La marcha recorrió más de diez cuadras y la multitud coreaba consignas como “Sabemos que la policía es la asesina”. Banderas de distintas agrupaciones políticas también flameaban entre quienes marchaban.

“Cada día que pasa la policía aprovecha para generar mayor violencia y abusos. Recibo en el Concejo muchas denuncias sobre hostigamiento y apremios. Y eso también debe terminar”, sostuvo la edil justicialista Norma López, una de las dirigentes políticas que se hizo presente. Por su parte el diputado provincial Carlos Del Frade (FSyP) expresó que “cada día las marchas convocan más gente. La provincia de Santa Fe tiene la tasa de criminalidad mas alta de la Argentina y esto sucede por los nichos brutales y corruptos de las fuerzas de seguridad”.

Denuncias

Al llegar a la plaza San Martín un integrante de la Multisectorial contra la Violencia Institucional leyó un documento confeccionado por las distintas agrupaciones que convocaron. “Familiares y víctimas de violencia institucional junto a diversas organizaciones marchamos por tercera vez en nuestra ciudad contra el gatillo fácil.
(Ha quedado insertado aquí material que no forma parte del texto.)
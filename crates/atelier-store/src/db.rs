use atelier_core::{AtelierError, AtelierResult};
use chrono::{DateTime, TimeZone, Utc};
use parking_lot::Mutex;
use rusqlite::Connection;
use std::path::Path;
use std::sync::Arc;

const SCHEMA: &str = r#"
CREATE TABLE IF NOT EXISTS tasks (
    id              INTEGER PRIMARY KEY AUTOINCREMENT,
    kind            TEXT NOT NULL,
    parent_id       INTEGER,
    title           TEXT NOT NULL,
    description     TEXT NOT NULL,
    status          TEXT NOT NULL DEFAULT 'pending',
    priority        INTEGER NOT NULL DEFAULT 0,
    assigned_agent  TEXT,
    dependencies    TEXT NOT NULL DEFAULT '[]',
    context         TEXT NOT NULL DEFAULT 'null',
    result          TEXT,
    error_message   TEXT,
    user_id         TEXT NOT NULL,
    created_at      INTEGER NOT NULL,
    started_at      INTEGER,
    completed_at    INTEGER,
    updated_at      INTEGER NOT NULL
);
CREATE INDEX IF NOT EXISTS idx_tasks_agent_status ON tasks(assigned_agent, status);
CREATE INDEX IF NOT EXISTS idx_tasks_parent ON tasks(parent_id);

CREATE TABLE IF NOT EXISTS artifacts (
    id          INTEGER PRIMARY KEY AUTOINCREMENT,
    task_id     INTEGER NOT NULL,
    kind        TEXT NOT NULL,
    name        TEXT NOT NULL,
    content     TEXT NOT NULL,
    created_by  TEXT NOT NULL,
    metadata    TEXT NOT NULL DEFAULT 'null',
    created_at  INTEGER NOT NULL
);
CREATE INDEX IF NOT EXISTS idx_artifacts_task ON artifacts(task_id);

CREATE TABLE IF NOT EXISTS agent_logs (
    id          INTEGER PRIMARY KEY AUTOINCREMENT,
    task_id     INTEGER NOT NULL,
    agent_name  TEXT NOT NULL,
    action      TEXT NOT NULL,
    thought     TEXT NOT NULL DEFAULT '',
    observation TEXT NOT NULL DEFAULT '',
    metadata    TEXT NOT NULL DEFAULT 'null',
    created_at  INTEGER NOT NULL
);
CREATE INDEX IF NOT EXISTS idx_logs_task ON agent_logs(task_id);

CREATE TABLE IF NOT EXISTS pipelines (
    id              INTEGER PRIMARY KEY AUTOINCREMENT,
    correlation_id  TEXT NOT NULL UNIQUE,
    prompt          TEXT NOT NULL,
    status          TEXT NOT NULL DEFAULT 'queued',
    current_phase   TEXT NOT NULL DEFAULT 'design',
    main_task_id    INTEGER,
    phases          TEXT NOT NULL,
    budget          TEXT NOT NULL,
    runbook         TEXT NOT NULL,
    user_id         TEXT NOT NULL,
    created_at      INTEGER NOT NULL,
    started_at      INTEGER,
    updated_at      INTEGER NOT NULL,
    error           TEXT
);

CREATE TABLE IF NOT EXISTS staging_changes (
    id                INTEGER PRIMARY KEY AUTOINCREMENT,
    pipeline_id       INTEGER NOT NULL,
    task_id           INTEGER NOT NULL,
    file_path         TEXT NOT NULL,
    content           TEXT NOT NULL,
    original_content  TEXT,
    action            TEXT NOT NULL,
    status            TEXT NOT NULL DEFAULT 'pending',
    reviewed_by       TEXT,
    reviewed_at       INTEGER,
    applied_at        INTEGER,
    rolled_back_at    INTEGER,
    created_at        INTEGER NOT NULL
);
CREATE INDEX IF NOT EXISTS idx_staging_pipeline ON staging_changes(pipeline_id, status);

CREATE TABLE IF NOT EXISTS policies (
    id          INTEGER PRIMARY KEY AUTOINCREMENT,
    name        TEXT NOT NULL,
    scope       TEXT NOT NULL,
    target      TEXT NOT NULL,
    effect      TEXT NOT NULL,
    conditions  TEXT NOT NULL DEFAULT '{}',
    priority    INTEGER NOT NULL DEFAULT 100,
    is_active   INTEGER NOT NULL DEFAULT 1,
    created_at  INTEGER NOT NULL
);

CREATE TABLE IF NOT EXISTS audit_log (
    id             INTEGER PRIMARY KEY AUTOINCREMENT,
    agent_name     TEXT NOT NULL,
    action         TEXT NOT NULL,
    target         TEXT NOT NULL,
    decision       TEXT NOT NULL,
    justification  TEXT NOT NULL DEFAULT '',
    input          TEXT NOT NULL DEFAULT 'null',
    output         TEXT NOT NULL DEFAULT 'null',
    task_id        INTEGER,
    policy_id      INTEGER,
    created_at     INTEGER NOT NULL
);
CREATE INDEX IF NOT EXISTS idx_audit_created ON audit_log(created_at);

CREATE TABLE IF NOT EXISTS jobs (
    id             INTEGER PRIMARY KEY AUTOINCREMENT,
    job_type       TEXT NOT NULL,
    priority       INTEGER NOT NULL DEFAULT 0,
    payload        TEXT NOT NULL DEFAULT 'null',
    status         TEXT NOT NULL DEFAULT 'pending',
    attempts       INTEGER NOT NULL DEFAULT 0,
    max_attempts   INTEGER NOT NULL DEFAULT 3,
    assigned_agent TEXT,
    scheduled_at   INTEGER NOT NULL,
    result         TEXT,
    error          TEXT,
    parent_job_id  INTEGER,
    created_at     INTEGER NOT NULL,
    updated_at     INTEGER NOT NULL
);
CREATE INDEX IF NOT EXISTS idx_jobs_claim ON jobs(status, job_type, priority, created_at);

CREATE TABLE IF NOT EXISTS agent_metrics (
    agent_name        TEXT NOT NULL,
    period            TEXT NOT NULL,
    tasks_completed   INTEGER NOT NULL DEFAULT 0,
    tasks_failed      INTEGER NOT NULL DEFAULT 0,
    total_duration_ms INTEGER NOT NULL DEFAULT 0,
    PRIMARY KEY (agent_name, period)
);

CREATE TABLE IF NOT EXISTS skills (
    id            INTEGER PRIMARY KEY AUTOINCREMENT,
    name          TEXT NOT NULL UNIQUE,
    description   TEXT NOT NULL DEFAULT '',
    source_key    TEXT NOT NULL UNIQUE,
    usage_count   INTEGER NOT NULL DEFAULT 0,
    success_count INTEGER NOT NULL DEFAULT 0,
    success_rate  REAL NOT NULL DEFAULT 0,
    is_active     INTEGER NOT NULL DEFAULT 1,
    created_at    INTEGER NOT NULL
);
"#;

/// Handle to the shared SQLite store.
///
/// Cloning is cheap; all clones share the same connection. Every access
/// serializes through the inner mutex, which is what makes the
/// conditional-update claim statements race-safe within the process.
#[derive(Clone)]
pub struct Db {
    conn: Arc<Mutex<Connection>>,
}

impl Db {
    /// Open (or create) the store at `path` and run schema bootstrap.
    pub fn open(path: impl AsRef<Path>) -> AtelierResult<Self> {
        let conn = Connection::open(path).map_err(store_err)?;
        conn.pragma_update(None, "journal_mode", "WAL")
            .map_err(store_err)?;
        conn.pragma_update(None, "foreign_keys", "ON")
            .map_err(store_err)?;
        conn.execute_batch(SCHEMA).map_err(store_err)?;
        Ok(Self {
            conn: Arc::new(Mutex::new(conn)),
        })
    }

    /// Open an in-memory store. Used by tests and ephemeral runs.
    pub fn open_in_memory() -> AtelierResult<Self> {
        let conn = Connection::open_in_memory().map_err(store_err)?;
        conn.execute_batch(SCHEMA).map_err(store_err)?;
        Ok(Self {
            conn: Arc::new(Mutex::new(conn)),
        })
    }

    /// Run `f` with the connection locked.
    pub(crate) fn with<T>(
        &self,
        f: impl FnOnce(&Connection) -> rusqlite::Result<T>,
    ) -> AtelierResult<T> {
        let conn = self.conn.lock();
        f(&conn).map_err(store_err)
    }

    /// Drop a table. Only used by fail-closed tests to poison the store.
    #[doc(hidden)]
    pub fn break_table(&self, table: &str) -> AtelierResult<()> {
        self.with(|conn| {
            conn.execute_batch(&format!("DROP TABLE IF EXISTS {table}"))
        })
    }
}

pub(crate) fn store_err(e: rusqlite::Error) -> AtelierError {
    AtelierError::Store(e.to_string())
}

/// Conversion error for a malformed stored value.
pub(crate) fn bad_column(col: &str, value: &str) -> rusqlite::Error {
    rusqlite::Error::FromSqlConversionFailure(
        0,
        rusqlite::types::Type::Text,
        format!("invalid {col}: {value}").into(),
    )
}

pub(crate) fn to_ms(dt: DateTime<Utc>) -> i64 {
    dt.timestamp_millis()
}

pub(crate) fn from_ms(ms: i64) -> DateTime<Utc> {
    Utc.timestamp_millis_opt(ms)
        .single()
        .unwrap_or(DateTime::<Utc>::UNIX_EPOCH)
}

pub(crate) fn opt_from_ms(ms: Option<i64>) -> Option<DateTime<Utc>> {
    ms.map(from_ms)
}

/// Parse a JSON column, treating NULL and empty text as `Value::Null`.
pub(crate) fn json_from_col(raw: Option<String>) -> serde_json::Value {
    match raw {
        Some(text) if !text.is_empty() => {
            serde_json::from_str(&text).unwrap_or(serde_json::Value::Null)
        }
        _ => serde_json::Value::Null,
    }
}

#[cfg(test)]
mod tests {
    use super::*;

    #[test]
    fn test_open_in_memory_bootstraps_schema() {
        let db = Db::open_in_memory().unwrap();
        let count: i64 = db
            .with(|conn| {
                conn.query_row(
                    "SELECT count(*) FROM sqlite_master WHERE type = 'table'",
                    [],
                    |row| row.get(0),
                )
            })
            .unwrap();
        assert!(count >= 9);
    }

    #[test]
    fn test_open_on_disk() {
        let dir = tempfile::tempdir().unwrap();
        let db = Db::open(dir.path().join("atelier.db")).unwrap();
        db.with(|conn| conn.execute("INSERT INTO agent_metrics (agent_name, period) VALUES ('a', 'p')", []))
            .unwrap();
    }

    #[test]
    fn test_ms_round_trip() {
        let now = Utc::now();
        let back = from_ms(to_ms(now));
        assert_eq!(back.timestamp_millis(), now.timestamp_millis());
    }

    #[test]
    fn test_json_from_col() {
        assert_eq!(json_from_col(None), serde_json::Value::Null);
        assert_eq!(
            json_from_col(Some("{\"a\":1}".into())),
            serde_json::json!({"a": 1})
        );
        assert_eq!(json_from_col(Some("not json".into())), serde_json::Value::Null);
    }
}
Unimos nuestra lucha a la de familiares, víctimas y organizaciones de distintas ciudades del país para exigirle al Estado que deje de detener arbitrariamente, de hostigar, de requisar, de humillar, de golpear, de manosear, de maltratar, de torturar en cárceles y comisarías, de ejecutar y desaparecer personas”, decía parte del texto.

En otro aparte y mientras la multitud coreaba su repudio, el orador continuó: “La violencia estatal es una de las deudas más importantes de nuestra democracia. Cada 23 horas el Estado mata un pibe. No son casos aislados, en nuestra ciudad y a lo largo y ancho de todo el país estas prácticas violatorias de los derechos humanos son sistemáticas”.

“Reclamamos también por la represión que sufren por parte del gobierno provincial vecinos de barrios populares. Y por las múltiples formas de violencia institucional contra mujeres y la comunidad LGTB. Denunciamos la criminalización de las y los jóvenes de sectores populares. Denunciamos a las fuerzas de seguridad en mercados ilegales como trata de personas, armas y municiones o drogas ilegalizadas. Exigimos a los tres poderes políticas adecuadas para la prevención, detección y sanción de la violencia institucional”, dijo finalmente.